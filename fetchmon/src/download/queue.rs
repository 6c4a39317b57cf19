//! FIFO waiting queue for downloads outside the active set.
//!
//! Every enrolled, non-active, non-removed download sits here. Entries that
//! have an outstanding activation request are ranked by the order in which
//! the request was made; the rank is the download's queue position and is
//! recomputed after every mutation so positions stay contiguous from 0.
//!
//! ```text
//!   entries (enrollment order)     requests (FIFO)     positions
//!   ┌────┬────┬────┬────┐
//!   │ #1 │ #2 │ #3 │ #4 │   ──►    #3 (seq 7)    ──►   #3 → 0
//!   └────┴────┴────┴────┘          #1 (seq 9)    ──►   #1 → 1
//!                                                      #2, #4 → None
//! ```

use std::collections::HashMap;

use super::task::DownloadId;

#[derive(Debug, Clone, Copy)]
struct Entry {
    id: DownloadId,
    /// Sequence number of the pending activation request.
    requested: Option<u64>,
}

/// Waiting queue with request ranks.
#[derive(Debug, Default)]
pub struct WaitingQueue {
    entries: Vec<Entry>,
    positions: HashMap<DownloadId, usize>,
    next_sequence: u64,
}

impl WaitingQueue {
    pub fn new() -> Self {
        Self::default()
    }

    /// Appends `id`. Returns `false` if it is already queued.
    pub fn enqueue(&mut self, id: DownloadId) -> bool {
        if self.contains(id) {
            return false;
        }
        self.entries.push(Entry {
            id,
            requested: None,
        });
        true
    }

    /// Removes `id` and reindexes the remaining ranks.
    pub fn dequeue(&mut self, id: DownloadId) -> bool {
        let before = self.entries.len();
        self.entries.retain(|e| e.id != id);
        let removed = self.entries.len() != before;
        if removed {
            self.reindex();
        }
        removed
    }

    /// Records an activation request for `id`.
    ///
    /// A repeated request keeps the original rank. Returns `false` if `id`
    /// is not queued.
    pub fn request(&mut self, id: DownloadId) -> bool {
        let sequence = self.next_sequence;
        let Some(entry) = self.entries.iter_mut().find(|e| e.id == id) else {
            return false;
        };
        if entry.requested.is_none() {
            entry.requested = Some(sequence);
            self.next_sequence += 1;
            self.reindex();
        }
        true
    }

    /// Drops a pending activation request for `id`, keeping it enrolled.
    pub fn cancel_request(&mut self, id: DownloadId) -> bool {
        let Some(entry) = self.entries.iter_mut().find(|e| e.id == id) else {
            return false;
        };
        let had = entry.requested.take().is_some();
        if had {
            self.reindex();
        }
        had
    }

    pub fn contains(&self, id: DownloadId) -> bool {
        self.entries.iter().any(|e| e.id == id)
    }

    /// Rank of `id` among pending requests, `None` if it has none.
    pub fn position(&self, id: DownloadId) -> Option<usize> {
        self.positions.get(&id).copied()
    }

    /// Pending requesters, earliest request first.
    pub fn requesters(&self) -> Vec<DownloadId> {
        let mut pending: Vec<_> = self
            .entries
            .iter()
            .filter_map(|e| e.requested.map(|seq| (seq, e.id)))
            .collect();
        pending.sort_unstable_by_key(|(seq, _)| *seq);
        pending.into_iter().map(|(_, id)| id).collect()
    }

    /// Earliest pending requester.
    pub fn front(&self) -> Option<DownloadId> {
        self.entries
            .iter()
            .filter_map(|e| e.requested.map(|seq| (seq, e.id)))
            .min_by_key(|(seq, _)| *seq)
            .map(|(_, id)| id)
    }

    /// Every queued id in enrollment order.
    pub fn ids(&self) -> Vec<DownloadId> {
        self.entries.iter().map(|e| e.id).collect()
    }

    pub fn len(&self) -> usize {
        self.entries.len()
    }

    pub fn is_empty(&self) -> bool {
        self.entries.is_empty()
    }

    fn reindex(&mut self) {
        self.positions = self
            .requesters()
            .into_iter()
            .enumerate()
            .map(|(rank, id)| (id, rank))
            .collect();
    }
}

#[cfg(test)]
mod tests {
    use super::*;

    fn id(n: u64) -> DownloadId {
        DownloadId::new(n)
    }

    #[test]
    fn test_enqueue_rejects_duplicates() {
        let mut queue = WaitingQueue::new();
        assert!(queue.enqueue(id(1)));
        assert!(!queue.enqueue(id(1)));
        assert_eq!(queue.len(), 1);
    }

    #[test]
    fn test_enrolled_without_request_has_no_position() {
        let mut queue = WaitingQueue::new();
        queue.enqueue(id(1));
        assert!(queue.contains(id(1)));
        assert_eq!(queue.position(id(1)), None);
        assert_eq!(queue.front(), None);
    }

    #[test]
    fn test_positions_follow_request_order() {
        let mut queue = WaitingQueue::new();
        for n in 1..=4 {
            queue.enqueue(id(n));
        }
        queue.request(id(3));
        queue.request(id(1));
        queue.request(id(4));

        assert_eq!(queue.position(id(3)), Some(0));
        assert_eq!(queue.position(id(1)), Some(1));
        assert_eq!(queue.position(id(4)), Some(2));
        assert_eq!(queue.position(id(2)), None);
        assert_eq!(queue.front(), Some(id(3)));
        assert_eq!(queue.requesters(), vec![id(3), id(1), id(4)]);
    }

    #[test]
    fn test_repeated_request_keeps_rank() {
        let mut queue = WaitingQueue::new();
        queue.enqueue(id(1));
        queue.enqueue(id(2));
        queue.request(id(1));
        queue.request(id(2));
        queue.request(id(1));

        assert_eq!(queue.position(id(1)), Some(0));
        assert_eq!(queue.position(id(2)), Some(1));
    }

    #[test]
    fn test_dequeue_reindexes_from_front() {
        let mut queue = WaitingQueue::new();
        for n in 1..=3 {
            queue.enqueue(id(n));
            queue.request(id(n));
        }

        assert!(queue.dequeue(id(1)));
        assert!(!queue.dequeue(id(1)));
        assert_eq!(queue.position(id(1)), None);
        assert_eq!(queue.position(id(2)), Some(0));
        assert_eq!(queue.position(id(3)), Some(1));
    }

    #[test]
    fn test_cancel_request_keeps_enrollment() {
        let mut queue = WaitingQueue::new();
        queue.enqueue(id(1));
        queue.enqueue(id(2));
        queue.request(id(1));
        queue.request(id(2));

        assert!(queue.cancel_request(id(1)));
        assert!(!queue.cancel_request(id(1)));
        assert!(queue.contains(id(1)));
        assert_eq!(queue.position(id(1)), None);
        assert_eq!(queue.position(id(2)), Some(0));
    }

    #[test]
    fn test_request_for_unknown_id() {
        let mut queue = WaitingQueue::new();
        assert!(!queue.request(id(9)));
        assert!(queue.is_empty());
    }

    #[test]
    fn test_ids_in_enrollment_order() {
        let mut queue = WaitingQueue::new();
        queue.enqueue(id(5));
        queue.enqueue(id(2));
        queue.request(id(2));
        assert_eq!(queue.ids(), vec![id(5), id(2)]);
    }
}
——
Count the lines of the data that include the string "contains", and give only that number.

Answer
4